Bolsonaro, o candidato líder das pesquisas e favorito a ganhar o pleito domingo que vem, cansou de utilizar esse discurso em programas televisivos e foi eleito várias vezes para a Câmara Federal simplesmente por repetir sua baboseira pró-militarismo durante anos. Conforme o tempo foi passando incluiu também na sua fala jocosa elementos de preconceito, antissemitismo e discriminação contra as mulheres, os negros e a comunidade LGBT.
Quando sua popularidade atingiu um nível nacional gritante e sua capacidade de discutir ideias para o Brasil foi afrontada ele se viu na necessidade de atirar em novos alvos: notadamente o PT, a corrupção e a insegurança pública.
Não haveria nenhum problema se realmente seu discurso tivesse tido um acréscimo de criticidade e pudesse falar contra problemas reais da roubalheira de parte do governo petista e da violência que assola o país. A questão neste ponto é que nunca se quis fazer uma análise profunda acerca dessas situações: o que ele sempre quis foi causar, como aquela pessoa chata que sempre é do contra, mas nunca dá solução.
E se ainda assim tivesse ficado nisso só sua mitologia, meio que para se autoafirmar recrudesceu mais ainda o foco em inimigos imaginários e principalmente na necessidade de vestir uma carapuça de fiscal dos direitos alheios e elegeu todas as minorias como antagonistas da nação. E é neste ponto que ficou deveras perigoso até para um lugar tão conservador quanto o Brasil.
Se já tínhamos um nível de violência gigante contra minorias nesta parte do globo foi nos últimos meses que o negócio descambou para a agressão gratuita mais pesada e física, e nas últimas semanas para assassinatos com requintes cruéis de antissemitismo e discriminação. Mulheres, pessoas ligadas a movimentos sociais, negros, gays, lésbicas, trans e até líderes religiosos (que não aceitam a bandeira de extrema direita) estão sendo atacados à luz do dia e a polícia e a justiça parecem fazer vista grossa.
A eleição nem ocorreu, a vitória do candidato que defende tais ideias também não aconteceu, mas já se percebe que seus seguidores babam atrás de sangue derramado de qualquer um que eles julguem seus adversários.
É importante que se diga que num momento assim é necessário a união de quem não compactua com tais práticas e ideologia semelhante e que qualquer governo democrático (de qualquer esfera ou espectro político) é mais indicado do que o fascismo institucionalizado como o deseja essa turma.

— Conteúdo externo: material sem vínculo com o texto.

//! 推送连接管理
//!
//! 每个会话只维护一条逻辑推送连接，调用方只能通过命令方法和只读状态访问它，
//! 不直接接触 WebSocket 句柄。
//!
//! 出站消息在未连接时进入显式队列，连接建立（`Connected`）时按 FIFO 顺序写出；
//! 每条排队消息都有自己的结果，超过 `send_timeout` 未写出的消息返回超时错误且之后不会再被发送。

use crate::im::connection::listener::ConnectionListener;
use crate::im::connection::state::{ConnectionState, ConnectionStatus, ReconnectPolicy};
use crate::im::error::{ConnectionError, SendError};
use crate::im::message::types::SendMessageRequest;
use crate::im::serialization::{compress_gzip, decompress_gzip, is_gzip};
use crate::im::types::{InboundFrame, PushFrame};
use futures_util::stream::{SplitSink, SplitStream};
use futures_util::{SinkExt, StreamExt};
use std::collections::VecDeque;
use std::future::Future;
use std::pin::Pin;
use std::sync::atomic::{AtomicU64, Ordering};
use std::sync::{Arc, Weak};
use std::time::Duration;
use tokio::net::TcpStream;
use tokio::sync::{oneshot, watch, Mutex};
use tokio::task::JoinHandle;
use tokio::time::{interval_at, sleep, timeout, Instant};
use tokio_tungstenite::{
    connect_async, tungstenite::Message as WsMessage, MaybeTlsStream, WebSocketStream,
};
use tracing::{debug, error, info, warn};

/// WebSocket 写入端类型别名
pub type WsWriter = SplitSink<WebSocketStream<MaybeTlsStream<TcpStream>>, WsMessage>;

/// WebSocket 读取端类型别名
pub type WsReader = SplitStream<WebSocketStream<MaybeTlsStream<TcpStream>>>;

/// 推送连接配置
#[derive(Clone, Debug)]
pub struct ConnectionConfig {
    /// 推送服务地址，例如 `ws://localhost:10001/ws`
    pub ws_url: String,
    /// 会话 token，以查询参数附加到连接地址
    pub token: String,
    /// 出站压缩方式："gzip" 或空字符串表示发送文本帧
    pub compression: String,
    /// 心跳间隔
    pub heartbeat_interval: Duration,
    /// 未连接时单条消息等待写出的最长时间
    pub send_timeout: Duration,
    /// WebSocket 握手的最长时间，超时后回到 `Disconnected`
    pub connect_timeout: Duration,
    /// 重连退避策略
    pub reconnect: ReconnectPolicy,
}

impl ConnectionConfig {
    pub fn new(ws_url: String, token: String) -> Self {
        Self {
            ws_url,
            token,
            compression: String::new(),
            heartbeat_interval: Duration::from_secs(25),
            send_timeout: Duration::from_secs(10),
            connect_timeout: Duration::from_secs(10),
            reconnect: ReconnectPolicy::default(),
        }
    }
}

/// 排队等待连接的出站帧
struct QueuedFrame {
    payload: String,
    reply: oneshot::Sender<Result<(), SendError>>,
}

#[derive(Default)]
struct SessionTasks {
    reader: Option<JoinHandle<()>>,
    heartbeat: Option<JoinHandle<()>>,
    reconnect: Option<JoinHandle<()>>,
}

struct Inner {
    config: ConnectionConfig,
    state: watch::Sender<ConnectionState>,
    /// 锁顺序：writer -> outbox -> tasks
    writer: Mutex<Option<WsWriter>>,
    outbox: Mutex<VecDeque<QueuedFrame>>,
    tasks: Mutex<SessionTasks>,
    /// 每次建立连接递增，用于识别过期的读任务
    session: AtomicU64,
    listener: Arc<dyn ConnectionListener>,
}

/// 推送连接管理器
///
/// 可廉价克隆，所有克隆共享同一条连接。
#[derive(Clone)]
pub struct ConnectionManager {
    inner: Arc<Inner>,
}

/// 可见性监听的注册凭证，drop 时注销监听任务
pub struct VisibilityGuard {
    task: JoinHandle<()>,
}

impl Drop for VisibilityGuard {
    fn drop(&mut self) {
        self.task.abort();
    }
}

impl ConnectionManager {
    pub fn new(config: ConnectionConfig, listener: Arc<dyn ConnectionListener>) -> Self {
        let (state, _) = watch::channel(ConnectionState::new(config.reconnect.max_attempts));
        Self {
            inner: Arc::new(Inner {
                config,
                state,
                writer: Mutex::new(None),
                outbox: Mutex::new(VecDeque::new()),
                tasks: Mutex::new(SessionTasks::default()),
                session: AtomicU64::new(0),
                listener,
            }),
        }
    }

    /// 建立连接；已连接或正在连接时为空操作
    pub async fn connect(&self) -> Result<(), ConnectionError> {
        self.inner.connect().await
    }

    /// 发送一条私信（type 3 帧）
    ///
    /// 未连接时消息进入发送队列并触发重连，在 `send_timeout` 内未能写出则返回
    /// [`SendError::Timeout`]，该消息之后也不会再发送。
    pub async fn send(&self, request: &SendMessageRequest) -> Result<(), SendError> {
        let payload = PushFrame::chat(request)?.to_text()?;
        self.inner.send_frame(payload).await
    }

    /// 主动关闭连接，终止所有后台任务并拒绝排队中的消息
    pub async fn shutdown(&self) {
        let inner = &self.inner;
        {
            let mut tasks = inner.tasks.lock().await;
            if let Some(handle) = tasks.reconnect.take() {
                handle.abort();
            }
        }
        let mut writer = inner.writer.lock().await;
        let changed = inner.close_session(&mut writer, "主动关闭", true).await;
        drop(writer);
        inner.fail_outbox(|| SendError::Closed).await;
        if changed {
            inner.notify_status().await;
        }
    }

    pub fn state(&self) -> ConnectionState {
        *self.inner.state.borrow()
    }

    pub fn is_connected(&self) -> bool {
        self.inner.is_connected()
    }

    /// 订阅连接状态变化
    pub fn subscribe_status(&self) -> watch::Receiver<ConnectionState> {
        self.inner.state.subscribe()
    }

    /// 注册可见性监听：每当变为可见且未连接时调用 `connect()`
    ///
    /// 每个会话只应注册一次，返回的凭证被 drop 时监听随之注销。
    pub fn watch_visibility(&self, mut visibility: watch::Receiver<bool>) -> VisibilityGuard {
        let inner = Arc::downgrade(&self.inner);
        let task = tokio::spawn(async move {
            while visibility.changed().await.is_ok() {
                let visible = *visibility.borrow_and_update();
                if !visible {
                    continue;
                }
                let Some(this) = inner.upgrade() else {
                    break;
                };
                if this.is_connected() {
                    continue;
                }
                info!("[Conn] 👀 页面恢复可见且未连接，重新连接");
                if let Err(e) = this.connect().await {
                    warn!("[Conn] 可见性触发的连接失败: {}", e);
                }
            }
        });
        VisibilityGuard { task }
    }
}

Sendo assim, ainda há margem para um virada.
Porém, a barbárie de uma parcela significativa da população nacional já foi identificada e teremos que saber conviver e desenvolver meios de lutar contra ela mesmo que tal vitória da democracia ainda ocorra domingo.
No filme (e na vida real) que provocou a escrita deste artigo o final é coerente com a luta que a Europa teve contra as forças maléficas do nazismo e fascismo e Deborah Lipstadt ganha a ação conta David Irving o jogando ao ostracismo, que é onde pessoas que defendem o indefensável deveriam estar sempre. Mas e aqui, o que vamos fazer a respeito?